If you or your loved one lived at Camp Lejeune prior to 1988, it’s smart to take action to recover payment before 2024. That’s because the bill “establishes the Cost of War Toxic Exposures Fund in the Treasury to be administered by the VA to invest in the delivery of veterans’ health care and benefits associated with exposures to environmental hazards during military services and medical and other research relating to exposure to environmental hazards.”
It provides appropriations to the Cost of War Toxic Exposures Fund to remain available through fiscal year 2024.
IMPORTANT: If you or a loved one were at Camp Lejeune before 1988, you may qualify for a cash settlement. Anyone exposed to contaminated water there for at least 30 days may qualify. Click here to fill out a survey and connect with legal help. Do it now.
Which Diseases or Health Effects Are People Reporting After Exposure to Camp Lejeune Water Contamination?
The ATSDR identified diseases or health effects where there is sufficient evidence for causation in people exposed to the same chemicals responsible for the Camp Lejeune water contamination. These are:
The agency also identified health effects without sufficient evidence to conclude that a causal relationship exists. Put another way, there is enough research to support a link between the health effect and the exposure. But there is not enough research to definitively conclude that exposure causes the health effect. However, more research is currently underway. These health effects are:
- Multiple myeloma
- End-stage renal disease (i.e., kidney failure)
- Parkinson’s disease
Some other health effects are linked to TCE, PCE, benzene, and/or vinyl chloride exposure in populations other than those at Camp Lejeune. These health effects appeared in individuals who worked with and/or drank water contaminated with these chemicals. These health problems include:
- Choanal atresia (i.e., nasal passages blocked with either bone or tissue)
- Eye defects
- Low birth weight
- Fetal death
- Major malformations
- Neural tube defects
- Oral cleft defects (including cleft lip)
- Babies born small for their gestational age
- Breast cancer
- Cervical cancer
- Esophageal cancer
- Lung cancer
- Hodgkin’s disease
- Ovarian cancer
- Prostate cancer
- Rectal cancer
- Impaired immune system function
- Neurological effects (i.e., delayed reaction times, problems with short-term memory, visual perception, attention, and color vision)

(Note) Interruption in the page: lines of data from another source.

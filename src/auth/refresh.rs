//! Single-flight token refresh.
//!
//! # Responsibilities
//! - Exchange the held refresh token for a new access token
//! - Coalesce concurrent refresh demands into one call to the auth server
//! - Clear credentials and announce expiry when the exchange fails
//!
//! # Design Decisions
//! - Refreshes are serialized behind one async mutex
//! - A waiter that finds the access token already replaced reuses that result
//! - Any refresh failure is terminal for the session (no retry of the refresh itself)

use std::sync::Arc;
use std::time::Duration;

use serde::{Deserialize, Serialize};
use thiserror::Error;
use tokio::sync::{broadcast, Mutex};
use url::Url;

use crate::auth::credentials::{Credential, CredentialStore};
use crate::auth::session::SessionEvent;
use crate::observability::metrics;
use crate::resilience::timeouts::{with_deadline, Deadline};

/// Why a refresh could not produce a new access token.
#[derive(Debug, Error)]
pub enum RefreshError {
    #[error("no refresh token held")]
    NoCredentials,

    #[error("refresh rejected with status {0}")]
    Rejected(u16),

    #[error("refresh transport error: {0}")]
    Transport(#[from] reqwest::Error),

    #[error("refresh timed out after {0:?}")]
    Timeout(Duration),
}

/// How a successful refresh demand was satisfied.
#[derive(Debug, Clone, Copy, PartialEq, Eq)]
pub enum RefreshOutcome {
    /// This caller performed the exchange.
    Refreshed,
    /// A concurrent caller already replaced the stale token.
    Coalesced,
}

#[derive(Serialize)]
struct RefreshRequest<'a> {
    #[serde(rename = "refreshToken")]
    refresh_token: &'a str,
}

#[derive(Deserialize)]
struct RefreshResponse {
    token: String,
    #[serde(rename = "refreshToken", default)]
    refresh_token: Option<String>,
}

/// Performs and coalesces token refreshes against the auth server.
pub struct RefreshCoordinator {
    http: reqwest::Client,
    refresh_url: Url,
    timeout: Duration,
    credentials: Arc<dyn CredentialStore>,
    events: broadcast::Sender<SessionEvent>,
    in_flight: Mutex<()>,
}

impl RefreshCoordinator {
    pub fn new(
        http: reqwest::Client,
        refresh_url: Url,
        timeout: Duration,
        credentials: Arc<dyn CredentialStore>,
        events: broadcast::Sender<SessionEvent>,
    ) -> Self {
        Self {
            http,
            refresh_url,
            timeout,
            credentials,
            events,
            in_flight: Mutex::new(()),
        }
    }

    pub(crate) fn set_http_client(&mut self, http: reqwest::Client) {
        self.http = http;
    }

    /// Obtain a fresh access token to replace `stale_access_token`.
    ///
    /// Concurrent callers presenting the same stale token trigger a single
    /// exchange; the others return [`RefreshOutcome::Coalesced`] once it lands.
    /// On failure the credential store is cleared and [`SessionEvent::Expired`]
    /// is broadcast exactly once.
    pub async fn refresh(
        &self,
        stale_access_token: Option<&str>,
    ) -> Result<RefreshOutcome, RefreshError> {
        let _in_flight = self.in_flight.lock().await;

        let current = self
            .credentials
            .get()
            .ok_or(RefreshError::NoCredentials)?;

        if stale_access_token != Some(current.access_token.as_str()) {
            tracing::debug!("Access token already refreshed by a concurrent request");
            metrics::record_refresh("coalesced");
            return Ok(RefreshOutcome::Coalesced);
        }

        match self.exchange(&current.refresh_token).await {
            Ok(response) => {
                let refresh_token = response.refresh_token.unwrap_or(current.refresh_token);
                self.credentials
                    .set(Credential::new(response.token, refresh_token));
                metrics::record_refresh("success");
                tracing::info!("Access token refreshed");
                let _ = self.events.send(SessionEvent::Refreshed);
                Ok(RefreshOutcome::Refreshed)
            }
            Err(e) => {
                metrics::record_refresh("failure");
                tracing::warn!(error = %e, "Token refresh failed, clearing session");
                self.expire();
                Err(e)
            }
        }
    }

    /// Drop the session: clear credentials and announce expiry.
    pub fn expire(&self) {
        self.credentials.clear();
        let _ = self.events.send(SessionEvent::Expired);
    }

    async fn exchange(&self, refresh_token: &str) -> Result<RefreshResponse, RefreshError> {
        let exchange = async {
            let response = self
                .http
                .post(self.refresh_url.clone())
                .json(&RefreshRequest { refresh_token })
                .send()
                .await?;

            if !response.status().is_success() {
                return Err(RefreshError::Rejected(response.status().as_u16()));
            }

            Ok(response.json::<RefreshResponse>().await?)
        };

        match with_deadline(self.timeout, exchange).await {
            Deadline::Completed(response) => Ok(response),
            Deadline::Failed(e) => Err(e),
            Deadline::Elapsed(window) => Err(RefreshError::Timeout(window)),
        }
    }
}

impl std::fmt::Debug for RefreshCoordinator {
    fn fmt(&self, f: &mut std::fmt::Formatter<'_>) -> std::fmt::Result {
        f.debug_struct("RefreshCoordinator")
            .field("refresh_url", &self.refresh_url.as_str())
            .field("timeout", &self.timeout)
            .finish()
    }
}

#[cfg(test)]
mod tests {
    use super::*;
    use crate::auth::credentials::InMemoryCredentialStore;

    fn coordinator(
        store: Arc<dyn CredentialStore>,
    ) -> (RefreshCoordinator, broadcast::Receiver<SessionEvent>) {
        let (tx, rx) = broadcast::channel(8);
        let coordinator = RefreshCoordinator::new(
            reqwest::Client::new(),
            // Nothing listens here; an exchange would fail with a transport error.
            "http://127.0.0.1:9/auth/refresh".parse().unwrap(),
            Duration::from_secs(1),
            store,
            tx,
        );
        (coordinator, rx)
    }

    #[tokio::test]
    async fn test_no_credentials() {
        let store = Arc::new(InMemoryCredentialStore::new());
        let (coordinator, _rx) = coordinator(store);

        let err = coordinator.refresh(Some("stale")).await.unwrap_err();
        assert!(matches!(err, RefreshError::NoCredentials));
    }

    #[tokio::test]
    async fn test_already_replaced_token_is_coalesced() {
        let store = Arc::new(InMemoryCredentialStore::with_credential(Credential::new(
            "fresh", "refresh",
        )));
        let (coordinator, _rx) = coordinator(store.clone());

        let outcome = coordinator.refresh(Some("stale")).await.unwrap();
        assert_eq!(outcome, RefreshOutcome::Coalesced);
        assert_eq!(store.access_token().as_deref(), Some("fresh"));
    }

    #[tokio::test]
    async fn test_failed_exchange_clears_and_announces() {
        let store = Arc::new(InMemoryCredentialStore::with_credential(Credential::new(
            "stale", "refresh",
        )));
        let (coordinator, mut rx) = coordinator(store.clone());

        assert!(coordinator.refresh(Some("stale")).await.is_err());
        assert!(store.get().is_none());
        assert_eq!(rx.try_recv().unwrap(), SessionEvent::Expired);
        assert!(rx.try_recv().is_err());
    }
}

- Neurobehavioral performance deficits (i.e., delayed recall and deficits in visual perception), decreased blink reflex, and mood effects (i.e., confusion, depression and tension)
- Severe, generalized hypersensitivity skin disorder (which is an autoimmune-related disease)
You May Qualify for Compensation
If you or a loved one spent 30 days or longer at Camp Lejeune before December 31, 1987, you may qualify for financial compensation.
You have no more than two years to file. Click and then complete the form at the link above to see if you may qualify. Act soon so you can get a cash settlement for your life-threatening contaminated water injuries before it is too late.
Want to speak with someone right now about your claim? Call 24/7 to speak with an expert and see if you may qualify: 1-866-904-5812.
Laura Schaefer is the author of The Teashop Girls, The Secret Ingredient, and Littler Women: A Modern Retelling. She is also an active co-author or ghostwriter of several nonfiction books on personal and business development. Laura currently lives in Windermere, Florida with her husband and daughter and works with clients all over the world. Visit her online at lauraschaeferwriter.com and linkedin.com.